OpenMDAO Component types#
The design intention of Ard is to offer a principled, modular, extensible wind farm layout optimization tool.
In order to balance focus with the modularity and extensibility intended for the code, we will classify different types of components, and build "base Ard" with a set of default components.
Each type of component will be defined below, and each type of component will have a template parent class which can be used to derive custom user-defined components to serve as drop in replacements in Ard.
Ard has a set of fundamental variables, that we expect to be used in (almost) every simulation:
x_turbines: a vector of \(x\)-location of each turbine, i.e. in an East-West local coordinate framey_turbines: a vector of \(y\)-location of each turbine, i.e. in an North-South local coordinate framepower_farm: a float-valued estimate of the farm's power at a set of wind conditionsAEP_farm: a float-valued estimate of the farm's annual energy production (\(\mathrm{AEP}\)), when full wind rose data is provided
Layout DV Components (layout)#
Wind farm layout optimization is known to be a significantly challenging problem for global optimization, due to the existence of many local minima (see, e.g., Stanley and Ning, 2019, among many others).

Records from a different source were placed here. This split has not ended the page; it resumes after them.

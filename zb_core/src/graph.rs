use std::collections::{BTreeSet, HashMap, HashSet, VecDeque};

use crate::dependency::{DepContext, Dependency};
use crate::ops::OpError;

/// One interned target: the dependency plus its graph edges.
#[derive(Debug)]
pub struct Node {
    pub dep: Dependency,
    /// Targets that require this one.
    pub required_by: BTreeSet<usize>,
    /// Targets this one requires, deduplicated.
    pub deps: Vec<usize>,
}

/// The dependency graph. Targets are interned by (name, kind); interning
/// an existing identity unions the required-by sets.
#[derive(Debug, Default)]
pub struct TargetGraph {
    nodes: Vec<Node>,
    index: HashMap<(String, &'static str), usize>,
    expanded: HashSet<usize>,
}

impl TargetGraph {
    pub fn new() -> Self {
        Self::default()
    }

    pub fn len(&self) -> usize {
        self.nodes.len()
    }

    pub fn is_empty(&self) -> bool {
        self.nodes.is_empty()
    }

    pub fn node(&self, id: usize) -> &Node {
        &self.nodes[id]
    }

    pub fn nodes(&self) -> &[Node] {
        &self.nodes
    }

    pub fn into_nodes(self) -> Vec<Node> {
        self.nodes
    }

    /// Return the canonical target for `dep`, recording that `required_by`
    /// depends on it.
    pub fn intern(&mut self, dep: Dependency, required_by: Option<usize>) -> usize {
        let key = (dep.name(), dep.kind());

        let id = match self.index.get(&key) {
            Some(&id) => id,
            None => {
                let id = self.nodes.len();
                self.nodes.push(Node {
                    dep,
                    required_by: BTreeSet::new(),
                    deps: Vec::new(),
                });
                self.index.insert(key, id);
                id
            }
        };

        if let Some(parent) = required_by {
            if self.nodes[id].required_by.insert(parent) && !self.nodes[parent].deps.contains(&id)
            {
                self.nodes[parent].deps.push(id);
            }
        }

        id
    }

    /// Seed the graph with roots and worklist-expand their transitive
    /// dependencies, interning every node and recording required-by edges
    /// back to the requester. A node already expanded by an earlier batch
    /// is not expanded again.
    pub fn add_roots(&mut self, dc: &DepContext, roots: Vec<Dependency>) -> Result<(), OpError> {
        let mut queue = VecDeque::new();

        for root in roots {
            queue.push_back(self.intern(root, None));
        }

        while let Some(id) = queue.pop_front() {
            if !self.expanded.insert(id) {
                continue;
            }

            let deps = self.nodes[id].dep.dependencies(dc)?;
            for dep in deps {
                let child = self.intern(dep, Some(id));
                queue.push_back(child);
            }
        }

        Ok(())
    }

    /// Every target in dependency-respecting order: dependencies before
    /// dependents, ties broken by name then kind. A cyclic graph still
    /// yields every target exactly once, though the order can then violate
    /// dependency ordering.
    pub fn topological_sort(&self) -> Vec<usize> {
        let mut order: Vec<usize> = (0..self.nodes.len()).collect();
        order.sort_by(|&a, &b| self.identity(a).cmp(&self.identity(b)));

        let mut seen = vec![false; self.nodes.len()];
        let mut sorted = Vec::with_capacity(self.nodes.len());

        for &id in &order {
            if !seen[id] {
                self.dfs(id, &mut seen, &mut sorted);
            }
        }

        sorted.reverse();
        sorted
    }

    fn identity(&self, id: usize) -> (String, &'static str) {
        (self.nodes[id].dep.name(), self.nodes[id].dep.kind())
    }

    // postorder over required-by edges; reversed afterwards this puts
    // every dependency before its dependents
    fn dfs(&self, id: usize, seen: &mut [bool], sorted: &mut Vec<usize>) {
        seen[id] = true;

        let mut next: Vec<usize> = self.nodes[id].required_by.iter().copied().collect();
        next.sort_by(|&a, &b| self.identity(a).cmp(&self.identity(b)));

        for n in next {
            if !seen[n] {
                self.dfs(n, seen, sorted);
            }
        }

        sorted.push(id);
    }
}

One strategy for reducing the dimensionality of the design space is to use layout models.
layout components are for connecting some reduced layout variables to the turbine location variables, x_turbines and y_turbines.
These reduced-dimensional variables can be passed to downstream analyses or the full \((x,y)\) set of coordinates can be used for downstream analyses.
The default layout component is the grid farm layout defined in ard/layout/gridfarm.py, which parameterizes a structured rectilinear farm in terms of a primary axis, aligned with respect to North by an orientation angle coincident with compass rose angles, with rows spaced along this axis by a constant spacing measured in rotor diameters; and a secondary axis, skewed from orthogonal by a skew angle in the direction of compass angles, with rows spaced along this axis by a constant spacing.
This results in four parameters, two nondimensional spacing values and two angles.
tl;dr: layout components map from a simplified parameter set to Cartesian farm coordinates
Farm Aero Components (farm_aero)#
farm_aero components take in a set of farm layout design variables, in terms the turbine location variables, x_turbines and y_turbines, and potentially some control command input, namely yaw_turbines.
In addition to these design variables, the turbine definitions to be used and some (possibly comprehensive) set of wind conditions to be queried from a windIO plant file are also provided to a given farm_aero component.
The result of a farm_aero component is the power or energy production quantity of interest given the wind resource.
The default farm_aero component is NREL's FLORIS tool, which can be found at ard/farm_aero/floris.py.
We wrap FLORIS to map from x_turbines, y_turbines, and yaw_turbines to turbine powers, turbine thrusts, farm power, and, optionally, farm AEP.
tl;dr: farm_aero components map from a farm layouts and possibly control settings to some measure of farm power production
Collection Components (collection)#
collection components model the systems that handle the "collection" of energy generated by wind turbines.
Namely, this consists of power management systems that move energy from wind turbine generators to substations where energy can be efficiently converted to appropriate forms for long-distance transmission.
collection components take in farm layout (in terms of x_turbines and y_turbines), turbine specifications, and substation location(s) (in terms of vector-valued x_substations and y_substations), and output a set of cable edge lengths, required capacities, and other information about the cable paths.
tl;dr: collection components map farm specifications to the necessary energy management systems
Economics and Finance Components (cost)#
The cost components are less formally structured than the components above, but generally take inputs that are consumable stocks or marketable products of a wind system.
Meanwhile, they give as outputs some measure of the value that the wind system can create.
Complete details are provided in the components in the ard/cost folder.
The default cost component set are the WISDEM tools given in ard/cost/wisdem_wrap.py, which include WISDEM's LandBOSSE module for BOS calculation and WISDEM's PlantFinance module for computation of LCOE.
tl;dr: cost components map from machines and their production of energy to money inputs and outputs
Explanation of Utilities (utils)#
The utils sub-module of Ard contains the many generic capabilities needed for effective wind farm design and optimization in order to facilitate maximum code reuse.
However, utils includes only generalized functions and methods and excludes most code that is technology-specific (see IO as an exception).
As the capabilities in utils expand, some of them could eventually be broken off into a separate package.
Utilities are divided into the following categories:
Core#
The capabilities housed in core.py are generic and short enough that having a discipline-specific file is not warranted.
Geometry#
The capabilities housed in geometry.py are generic geometry-related code.
They calculate distances, define shapes, and generally simplify working with geometric tasks in a continuously differentiable way in Ard.
IO#
The capabilities in io.py provide for loading and saving information and may be technology specific.
Mathematics#
The capabilities housed in mathematics.py are pure mathematical functions generally formulated to be continuously differentiable.
These functions are useful in a range of applications within Ard and design optimization generally.
Test Utils#
The capabilities housed in test_utils.py are specifically for use in testing and not in other parts of Ard.